▶ Work request
Output all of the material once more, so that every line matches the original exactly.

*** Begin section ***

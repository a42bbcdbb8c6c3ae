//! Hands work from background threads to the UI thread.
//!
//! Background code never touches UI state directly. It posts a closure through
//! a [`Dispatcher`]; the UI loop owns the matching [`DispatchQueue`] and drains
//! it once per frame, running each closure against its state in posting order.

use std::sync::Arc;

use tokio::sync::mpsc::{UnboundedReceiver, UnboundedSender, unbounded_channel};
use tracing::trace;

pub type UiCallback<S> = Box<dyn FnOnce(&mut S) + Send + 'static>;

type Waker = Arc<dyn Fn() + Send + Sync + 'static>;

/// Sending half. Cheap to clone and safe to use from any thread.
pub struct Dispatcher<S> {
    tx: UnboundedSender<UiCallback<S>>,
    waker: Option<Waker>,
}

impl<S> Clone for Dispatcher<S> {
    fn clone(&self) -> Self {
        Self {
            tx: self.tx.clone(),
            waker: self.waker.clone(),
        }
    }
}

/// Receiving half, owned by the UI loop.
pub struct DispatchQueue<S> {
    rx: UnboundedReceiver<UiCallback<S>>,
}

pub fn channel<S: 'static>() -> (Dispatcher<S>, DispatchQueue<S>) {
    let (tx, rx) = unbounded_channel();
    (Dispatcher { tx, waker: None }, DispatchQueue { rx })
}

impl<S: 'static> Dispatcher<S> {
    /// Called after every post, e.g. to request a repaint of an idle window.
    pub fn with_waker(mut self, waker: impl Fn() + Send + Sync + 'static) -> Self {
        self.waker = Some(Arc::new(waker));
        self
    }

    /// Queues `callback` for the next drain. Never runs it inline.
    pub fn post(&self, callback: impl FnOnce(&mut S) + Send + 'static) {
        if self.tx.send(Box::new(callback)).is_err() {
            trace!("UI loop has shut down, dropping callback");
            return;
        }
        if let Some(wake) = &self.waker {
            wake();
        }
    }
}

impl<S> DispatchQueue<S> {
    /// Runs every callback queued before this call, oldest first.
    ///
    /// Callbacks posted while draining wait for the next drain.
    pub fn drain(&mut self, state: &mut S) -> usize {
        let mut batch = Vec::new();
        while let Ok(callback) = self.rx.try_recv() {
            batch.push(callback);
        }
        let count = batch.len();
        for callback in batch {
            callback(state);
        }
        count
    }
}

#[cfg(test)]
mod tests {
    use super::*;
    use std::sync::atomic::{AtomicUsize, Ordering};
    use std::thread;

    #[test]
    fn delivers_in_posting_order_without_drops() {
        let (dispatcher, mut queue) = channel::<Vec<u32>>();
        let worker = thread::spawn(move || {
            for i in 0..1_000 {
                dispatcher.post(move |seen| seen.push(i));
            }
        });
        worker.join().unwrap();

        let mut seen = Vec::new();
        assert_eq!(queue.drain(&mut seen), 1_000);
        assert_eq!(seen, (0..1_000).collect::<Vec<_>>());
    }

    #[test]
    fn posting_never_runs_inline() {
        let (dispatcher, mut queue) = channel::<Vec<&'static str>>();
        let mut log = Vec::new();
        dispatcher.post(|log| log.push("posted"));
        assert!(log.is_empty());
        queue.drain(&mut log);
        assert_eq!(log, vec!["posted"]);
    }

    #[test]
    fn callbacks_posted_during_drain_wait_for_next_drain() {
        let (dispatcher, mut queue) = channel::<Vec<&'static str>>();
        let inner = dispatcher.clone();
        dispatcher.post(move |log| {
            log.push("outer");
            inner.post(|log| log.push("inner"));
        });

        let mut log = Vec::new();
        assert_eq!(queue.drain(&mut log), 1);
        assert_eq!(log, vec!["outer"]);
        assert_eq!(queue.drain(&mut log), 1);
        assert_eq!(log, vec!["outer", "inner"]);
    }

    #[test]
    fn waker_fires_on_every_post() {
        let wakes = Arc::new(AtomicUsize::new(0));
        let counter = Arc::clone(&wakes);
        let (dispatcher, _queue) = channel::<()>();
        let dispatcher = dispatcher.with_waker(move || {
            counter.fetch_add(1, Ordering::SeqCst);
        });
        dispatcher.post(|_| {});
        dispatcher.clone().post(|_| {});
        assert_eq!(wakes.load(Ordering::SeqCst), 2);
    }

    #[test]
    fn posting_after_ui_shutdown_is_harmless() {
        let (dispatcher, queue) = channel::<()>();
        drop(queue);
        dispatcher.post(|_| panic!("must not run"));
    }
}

*** End section ***

▶ Response to the exercise
repository a42bbcdbb8c6c3ae
//! Hands work from background threads to the UI thread.
//!
//! Background code never touches UI state directly. It posts a closure through
//! a [`Dispatcher`]; the UI loop owns the matching [`DispatchQueue`] and drains
//! it once per frame, running each closure against its state in posting order.

use std::sync::Arc;

use tokio::sync::mpsc::{UnboundedReceiver, UnboundedSender, unbounded_channel};
use tracing::trace;

pub type UiCallback<S> = Box<dyn FnOnce(&mut S) + Send + 'static>;

type Waker = Arc<dyn Fn() + Send + Sync + 'static>;

/// Sending half. Cheap to clone and safe to use from any thread.
pub struct Dispatcher<S> {
    tx: UnboundedSender<UiCallback<S>>,
    waker: Option<Waker>,
}

impl<S> Clone for Dispatcher<S> {
    fn clone(&self) -> Self {
        Self {
            tx: self.tx.clone(),
            waker: self.waker.clone(),
        }
    }
}

/// Receiving half, owned by the UI loop.
pub struct DispatchQueue<S> {
    rx: UnboundedReceiver<UiCallback<S>>,
}

pub fn channel<S: 'static>() -> (Dispatcher<S>, DispatchQueue<S>) {
    let (tx, rx) = unbounded_channel();
    (Dispatcher { tx, waker: None }, DispatchQueue { rx })
}

impl<S: 'static> Dispatcher<S> {
    /// Called after every post, e.g. to request a repaint of an idle window.
    pub fn with_waker(mut self, waker: impl Fn() + Send + Sync + 'static) -> Self {
        self.waker = Some(Arc::new(waker));
        self
    }

    /// Queues `callback` for the next drain. Never runs it inline.
    pub fn post(&self, callback: impl FnOnce(&mut S) + Send + 'static) {
        if self.tx.send(Box::new(callback)).is_err() {
            trace!("UI loop has shut down, dropping callback");
            return;
        }
        if let Some(wake) = &self.waker {
            wake();
        }
    }
}

impl<S> DispatchQueue<S> {
    /// Runs every callback queued before this call, oldest first.
    ///
    /// Callbacks posted while draining wait for the next drain.
    pub fn drain(&mut self, state: &mut S) -> usize {
        let mut batch = Vec::new();
        while let Ok(callback) = self.rx.try_recv() {
            batch.push(callback);
        }
        let count = batch.len();
        for callback in batch {
            callback(state);
        }
        count
    }
}

#[cfg(test)]
mod tests {
    use super::*;
    use std::sync::atomic::{AtomicUsize, Ordering};
    use std::thread;

    #[test]
    fn delivers_in_posting_order_without_drops() {
        let (dispatcher, mut queue) = channel::<Vec<u32>>();
        let worker = thread::spawn(move || {
            for i in 0..1_000 {
                dispatcher.post(move |seen| seen.push(i));
            }
        });
        worker.join().unwrap();

        let mut seen = Vec::new();
        assert_eq!(queue.drain(&mut seen), 1_000);
        assert_eq!(seen, (0..1_000).collect::<Vec<_>>());
    }

    #[test]
    fn posting_never_runs_inline() {
        let (dispatcher, mut queue) = channel::<Vec<&'static str>>();
        let mut log = Vec::new();
        dispatcher.post(|log| log.push("posted"));
        assert!(log.is_empty());
        queue.drain(&mut log);
        assert_eq!(log, vec!["posted"]);
    }

    #[test]
    fn callbacks_posted_during_drain_wait_for_next_drain() {
        let (dispatcher, mut queue) = channel::<Vec<&'static str>>();
        let inner = dispatcher.clone();
        dispatcher.post(move |log| {
            log.push("outer");
            inner.post(|log| log.push("inner"));
        });

        let mut log = Vec::new();
        assert_eq!(queue.drain(&mut log), 1);
        assert_eq!(log, vec!["outer"]);
        assert_eq!(queue.drain(&mut log), 1);
        assert_eq!(log, vec!["outer", "inner"]);
    }

    #[test]
    fn waker_fires_on_every_post() {
        let wakes = Arc::new(AtomicUsize::new(0));
        let counter = Arc::clone(&wakes);
        let (dispatcher, _queue) = channel::<()>();
        let dispatcher = dispatcher.with_waker(move || {
            counter.fetch_add(1, Ordering::SeqCst);
        });
        dispatcher.post(|_| {});
        dispatcher.clone().post(|_| {});
        assert_eq!(wakes.load(Ordering::SeqCst), 2);
    }

    #[test]
    fn posting_after_ui_shutdown_is_harmless() {
        let (dispatcher, queue) = channel::<()>();
        drop(queue);
        dispatcher.post(|_| panic!("must not run"));
    }
}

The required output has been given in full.